## WHAT THIS TASK INVOLVES
Take the entries below and give them back exactly. Leave out nothing.

## Stored data entries
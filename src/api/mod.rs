//! High-level library API: validate raw inputs into a [`RunConfiguration`] and
//! run the predictor against it. Prefer these entry points over the `core`
//! modules when embedding BIBSnet.
use std::path::Path;

use tracing::info;

use crate::core::invoke::{PredictCommand, PredictorExit};
use crate::core::params::RunConfiguration;
use crate::core::validate::{check_modalities, ensure_output_dir, readable_dir, readable_path};
use crate::error::Result;

/// Validate every input and build the run configuration.
///
/// The pure checks run first; the output directory is created last, so a
/// rejected input never leaves a new output tree behind.
pub fn prepare_run(
    input: &Path,
    output: &Path,
    executable: &Path,
    task: u64,
    model: &str,
) -> Result<RunConfiguration> {
    let input = readable_dir(input)?;
    let executable = readable_path(executable)?;
    check_modalities(&input)?;
    let output = ensure_output_dir(output)?;

    info!("Input directory: {:?}", input);
    info!("Output directory: {:?}", output);

    Ok(RunConfiguration::new(
        input,
        output,
        executable,
        task,
        model.to_string(),
    ))
}

/// Run the predictor once and wait for it. A non-zero exit is returned, not raised.
pub fn run_prediction(config: &RunConfiguration) -> Result<PredictorExit> {
    PredictCommand::from_config(config).run()
}

#[cfg(test)]
mod tests {
    use super::*;
    use std::fs;
    use tempfile::TempDir;

    struct Fixture {
        _tmp: TempDir,
        input: std::path::PathBuf,
        output: std::path::PathBuf,
        exe: std::path::PathBuf,
    }

    fn fixture(files: &[&str]) -> Fixture {
        let tmp = TempDir::new().unwrap();
        let input = tmp.path().join("in");
        fs::create_dir(&input).unwrap();
        for f in files {
            fs::write(input.join(f), b"").unwrap();
        }
        let exe = tmp.path().join("nnUNet_predict");
        fs::write(&exe, b"#!/bin/sh\n").unwrap();
        let output = tmp.path().join("out").join("sub1");
        Fixture {
            _tmp: tmp,
            input,
            output,
            exe,
        }
    }

    #[test]
    fn prepare_run_builds_configuration() {
        let fx = fixture(&["sub1_0000.nii.gz", "sub1_0001.nii.gz"]);
        let config = prepare_run(&fx.input, &fx.output, &fx.exe, 512, "3d_fullres").unwrap();

        assert_eq!(config.input(), fx.input.as_path());
        assert_eq!(config.output(), fx.output.as_path());
        assert_eq!(config.executable(), fx.exe.as_path());
        assert_eq!(config.task(), 512);
        assert_eq!(config.model(), "3d_fullres");
        assert!(fx.output.is_dir());
    }

    #[test]
    fn rejected_input_leaves_no_output_dir() {
        let fx = fixture(&["sub1_0000.nii.gz"]);
        let err = prepare_run(&fx.input, &fx.output, &fx.exe, 512, "3d_fullres").unwrap_err();

        assert!(err.is_validation());
        assert!(err.to_string().contains("T2w"));
        assert!(!fx.output.exists());
    }

    #[test]
    fn missing_executable_is_rejected() {
        let fx = fixture(&["sub1_0000.nii.gz", "sub1_0001.nii.gz"]);
        let exe = fx.exe.with_file_name("missing_predict");
        let err = prepare_run(&fx.input, &fx.output, &exe, 512, "3d_fullres").unwrap_err();
        assert!(err.to_string().starts_with("Cannot read file at"));
    }

    #[cfg(unix)]
    #[test]
    fn run_prediction_reports_child_status() {
        let fx = fixture(&["sub1_0000.nii.gz", "sub1_0001.nii.gz"]);
        let config = prepare_run(&fx.input, &fx.output, &fx.exe, 512, "3d_fullres").unwrap();

        for (program, ok) in [("true", true), ("false", false)] {
            let Some(exe) = ["/bin", "/usr/bin"]
                .iter()
                .map(|d| Path::new(d).join(program))
                .find(|p| p.exists())
            else {
                return;
            };
            let config = RunConfiguration::new(
                config.input().to_path_buf(),
                config.output().to_path_buf(),
                exe,
                config.task(),
                config.model().to_string(),
            );
            let exit = run_prediction(&config).unwrap();
            assert_eq!(exit.success(), ok);
        }
    }
}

## OUTPUT OF THE EXERCISE
filename src/api/mod.rs
//! High-level library API: validate raw inputs into a [`RunConfiguration`] and
//! run the predictor against it. Prefer these entry points over the `core`
//! modules when embedding BIBSnet.
use std::path::Path;

use tracing::info;

use crate::core::invoke::{PredictCommand, PredictorExit};
use crate::core::params::RunConfiguration;
use crate::core::validate::{check_modalities, ensure_output_dir, readable_dir, readable_path};
use crate::error::Result;

/// Validate every input and build the run configuration.
///
/// The pure checks run first; the output directory is created last, so a
/// rejected input never leaves a new output tree behind.
pub fn prepare_run(
    input: &Path,
    output: &Path,
    executable: &Path,
    task: u64,
    model: &str,
) -> Result<RunConfiguration> {
    let input = readable_dir(input)?;
    let executable = readable_path(executable)?;
    check_modalities(&input)?;
    let output = ensure_output_dir(output)?;

    info!("Input directory: {:?}", input);
    info!("Output directory: {:?}", output);

    Ok(RunConfiguration::new(
        input,
        output,
        executable,
        task,
        model.to_string(),
    ))
}

/// Run the predictor once and wait for it. A non-zero exit is returned, not raised.
pub fn run_prediction(config: &RunConfiguration) -> Result<PredictorExit> {
    PredictCommand::from_config(config).run()
}

#[cfg(test)]
mod tests {
    use super::*;
    use std::fs;
    use tempfile::TempDir;

    struct Fixture {
        _tmp: TempDir,
        input: std::path::PathBuf,
        output: std::path::PathBuf,
        exe: std::path::PathBuf,
    }

    fn fixture(files: &[&str]) -> Fixture {
        let tmp = TempDir::new().unwrap();
        let input = tmp.path().join("in");
        fs::create_dir(&input).unwrap();
        for f in files {
            fs::write(input.join(f), b"").unwrap();
        }
        let exe = tmp.path().join("nnUNet_predict");
        fs::write(&exe, b"#!/bin/sh\n").unwrap();
        let output = tmp.path().join("out").join("sub1");
        Fixture {
            _tmp: tmp,
            input,
            output,
            exe,
        }
    }

    #[test]
    fn prepare_run_builds_configuration() {
        let fx = fixture(&["sub1_0000.nii.gz", "sub1_0001.nii.gz"]);
        let config = prepare_run(&fx.input, &fx.output, &fx.exe, 512, "3d_fullres").unwrap();

        assert_eq!(config.input(), fx.input.as_path());
        assert_eq!(config.output(), fx.output.as_path());
        assert_eq!(config.executable(), fx.exe.as_path());
        assert_eq!(config.task(), 512);
        assert_eq!(config.model(), "3d_fullres");
        assert!(fx.output.is_dir());
    }

    #[test]
    fn rejected_input_leaves_no_output_dir() {
        let fx = fixture(&["sub1_0000.nii.gz"]);
        let err = prepare_run(&fx.input, &fx.output, &fx.exe, 512, "3d_fullres").unwrap_err();

        assert!(err.is_validation());
        assert!(err.to_string().contains("T2w"));
        assert!(!fx.output.exists());
    }

    #[test]
    fn missing_executable_is_rejected() {
        let fx = fixture(&["sub1_0000.nii.gz", "sub1_0001.nii.gz"]);
        let exe = fx.exe.with_file_name("missing_predict");
        let err = prepare_run(&fx.input, &fx.output, &exe, 512, "3d_fullres").unwrap_err();
        assert!(err.to_string().starts_with("Cannot read file at"));
    }

    #[cfg(unix)]
    #[test]
    fn run_prediction_reports_child_status() {
        let fx = fixture(&["sub1_0000.nii.gz", "sub1_0001.nii.gz"]);
        let config = prepare_run(&fx.input, &fx.output, &fx.exe, 512, "3d_fullres").unwrap();

        for (program, ok) in [("true", true), ("false", false)] {
            let Some(exe) = ["/bin", "/usr/bin"]
                .iter()
                .map(|d| Path::new(d).join(program))
                .find(|p| p.exists())
            else {
                return;
            };
            let config = RunConfiguration::new(
                config.input().to_path_buf(),
                config.output().to_path_buf(),
                exe,
                config.task(),
                config.model().to_string(),
            );
            let exit = run_prediction(&config).unwrap();
            assert_eq!(exit.success(), ok);
        }
    }
}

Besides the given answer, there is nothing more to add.